## [TASK DETAILS]
A word-for-word transcription of every record is needed.
**********
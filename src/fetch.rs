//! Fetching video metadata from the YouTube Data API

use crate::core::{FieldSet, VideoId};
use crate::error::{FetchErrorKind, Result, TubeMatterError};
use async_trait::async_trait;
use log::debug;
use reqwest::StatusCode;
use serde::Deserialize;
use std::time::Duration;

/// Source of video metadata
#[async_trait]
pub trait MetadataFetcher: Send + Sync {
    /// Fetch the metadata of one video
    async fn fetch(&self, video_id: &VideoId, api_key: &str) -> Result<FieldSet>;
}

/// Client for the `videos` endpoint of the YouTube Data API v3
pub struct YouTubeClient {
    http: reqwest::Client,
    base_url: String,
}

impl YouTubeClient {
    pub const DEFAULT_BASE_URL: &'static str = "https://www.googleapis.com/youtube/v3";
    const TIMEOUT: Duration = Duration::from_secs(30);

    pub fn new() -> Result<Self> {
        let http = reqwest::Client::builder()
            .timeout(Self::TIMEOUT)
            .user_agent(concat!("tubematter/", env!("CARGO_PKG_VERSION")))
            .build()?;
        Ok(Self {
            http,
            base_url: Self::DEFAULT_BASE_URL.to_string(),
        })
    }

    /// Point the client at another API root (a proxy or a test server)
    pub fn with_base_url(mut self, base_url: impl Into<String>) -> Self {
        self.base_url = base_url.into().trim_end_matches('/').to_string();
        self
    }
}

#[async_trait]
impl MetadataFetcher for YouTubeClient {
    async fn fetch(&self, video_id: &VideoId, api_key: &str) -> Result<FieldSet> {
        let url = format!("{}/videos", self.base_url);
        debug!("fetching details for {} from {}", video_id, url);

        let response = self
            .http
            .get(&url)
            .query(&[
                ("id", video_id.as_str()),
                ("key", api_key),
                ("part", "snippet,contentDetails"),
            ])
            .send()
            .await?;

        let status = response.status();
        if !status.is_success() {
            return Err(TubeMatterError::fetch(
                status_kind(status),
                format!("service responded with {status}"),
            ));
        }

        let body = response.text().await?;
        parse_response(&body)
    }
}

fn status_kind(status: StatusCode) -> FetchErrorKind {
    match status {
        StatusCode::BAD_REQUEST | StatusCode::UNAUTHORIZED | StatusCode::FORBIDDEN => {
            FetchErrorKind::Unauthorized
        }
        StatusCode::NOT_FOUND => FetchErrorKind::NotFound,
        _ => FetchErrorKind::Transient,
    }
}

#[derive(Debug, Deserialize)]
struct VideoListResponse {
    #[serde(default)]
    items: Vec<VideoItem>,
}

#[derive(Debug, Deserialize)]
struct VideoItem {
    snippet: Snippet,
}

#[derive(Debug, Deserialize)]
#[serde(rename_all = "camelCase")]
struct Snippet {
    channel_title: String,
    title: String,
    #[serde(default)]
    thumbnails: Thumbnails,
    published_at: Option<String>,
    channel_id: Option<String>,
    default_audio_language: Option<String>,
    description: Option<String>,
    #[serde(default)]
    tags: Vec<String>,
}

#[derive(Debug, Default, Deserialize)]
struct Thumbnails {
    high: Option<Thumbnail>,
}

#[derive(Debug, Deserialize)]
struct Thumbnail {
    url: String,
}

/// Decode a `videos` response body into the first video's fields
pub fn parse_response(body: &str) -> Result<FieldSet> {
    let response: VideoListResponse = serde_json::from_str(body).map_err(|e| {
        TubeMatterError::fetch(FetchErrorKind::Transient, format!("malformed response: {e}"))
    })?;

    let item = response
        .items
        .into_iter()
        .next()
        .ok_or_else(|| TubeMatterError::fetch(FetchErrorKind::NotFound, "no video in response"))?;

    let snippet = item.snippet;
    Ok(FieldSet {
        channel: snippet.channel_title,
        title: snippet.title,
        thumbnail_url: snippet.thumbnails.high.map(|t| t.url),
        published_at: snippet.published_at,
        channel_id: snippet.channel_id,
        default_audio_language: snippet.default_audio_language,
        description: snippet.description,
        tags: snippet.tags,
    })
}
**********
## [TASK RESPONSE]
filename src/fetch.rs
//! Fetching video metadata from the YouTube Data API

use crate::core::{FieldSet, VideoId};
use crate::error::{FetchErrorKind, Result, TubeMatterError};
use async_trait::async_trait;
use log::debug;
use reqwest::StatusCode;
use serde::Deserialize;
use std::time::Duration;

/// Source of video metadata
#[async_trait]
pub trait MetadataFetcher: Send + Sync {
    /// Fetch the metadata of one video
    async fn fetch(&self, video_id: &VideoId, api_key: &str) -> Result<FieldSet>;
}

/// Client for the `videos` endpoint of the YouTube Data API v3
pub struct YouTubeClient {
    http: reqwest::Client,
    base_url: String,
}

impl YouTubeClient {
    pub const DEFAULT_BASE_URL: &'static str = "https://www.googleapis.com/youtube/v3";
    const TIMEOUT: Duration = Duration::from_secs(30);

    pub fn new() -> Result<Self> {
        let http = reqwest::Client::builder()
            .timeout(Self::TIMEOUT)
            .user_agent(concat!("tubematter/", env!("CARGO_PKG_VERSION")))
            .build()?;
        Ok(Self {
            http,
            base_url: Self::DEFAULT_BASE_URL.to_string(),
        })
    }

    /// Point the client at another API root (a proxy or a test server)
    pub fn with_base_url(mut self, base_url: impl Into<String>) -> Self {
        self.base_url = base_url.into().trim_end_matches('/').to_string();
        self
    }
}

#[async_trait]
impl MetadataFetcher for YouTubeClient {
    async fn fetch(&self, video_id: &VideoId, api_key: &str) -> Result<FieldSet> {
        let url = format!("{}/videos", self.base_url);
        debug!("fetching details for {} from {}", video_id, url);

        let response = self
            .http
            .get(&url)
            .query(&[
                ("id", video_id.as_str()),
                ("key", api_key),
                ("part", "snippet,contentDetails"),
            ])
            .send()
            .await?;

        let status = response.status();
        if !status.is_success() {
            return Err(TubeMatterError::fetch(
                status_kind(status),
                format!("service responded with {status}"),
            ));
        }

        let body = response.text().await?;
        parse_response(&body)
    }
}

fn status_kind(status: StatusCode) -> FetchErrorKind {
    match status {
        StatusCode::BAD_REQUEST | StatusCode::UNAUTHORIZED | StatusCode::FORBIDDEN => {
            FetchErrorKind::Unauthorized
        }
        StatusCode::NOT_FOUND => FetchErrorKind::NotFound,
        _ => FetchErrorKind::Transient,
    }
}

#[derive(Debug, Deserialize)]
struct VideoListResponse {
    #[serde(default)]
    items: Vec<VideoItem>,
}

#[derive(Debug, Deserialize)]
struct VideoItem {
    snippet: Snippet,
}

#[derive(Debug, Deserialize)]
#[serde(rename_all = "camelCase")]
struct Snippet {
    channel_title: String,
    title: String,
    #[serde(default)]
    thumbnails: Thumbnails,
    published_at: Option<String>,
    channel_id: Option<String>,
    default_audio_language: Option<String>,
    description: Option<String>,
    #[serde(default)]
    tags: Vec<String>,
}

#[derive(Debug, Default, Deserialize)]
struct Thumbnails {
    high: Option<Thumbnail>,
}

#[derive(Debug, Deserialize)]
struct Thumbnail {
    url: String,
}

/// Decode a `videos` response body into the first video's fields
pub fn parse_response(body: &str) -> Result<FieldSet> {
    let response: VideoListResponse = serde_json::from_str(body).map_err(|e| {
        TubeMatterError::fetch(FetchErrorKind::Transient, format!("malformed response: {e}"))
    })?;

    let item = response
        .items
        .into_iter()
        .next()
        .ok_or_else(|| TubeMatterError::fetch(FetchErrorKind::NotFound, "no video in response"))?;

    let snippet = item.snippet;
    Ok(FieldSet {
        channel: snippet.channel_title,
        title: snippet.title,
        thumbnail_url: snippet.thumbnails.high.map(|t| t.url),
        published_at: snippet.published_at,
        channel_id: snippet.channel_id,
        default_audio_language: snippet.default_audio_language,
        description: snippet.description,
        tags: snippet.tags,
    })
}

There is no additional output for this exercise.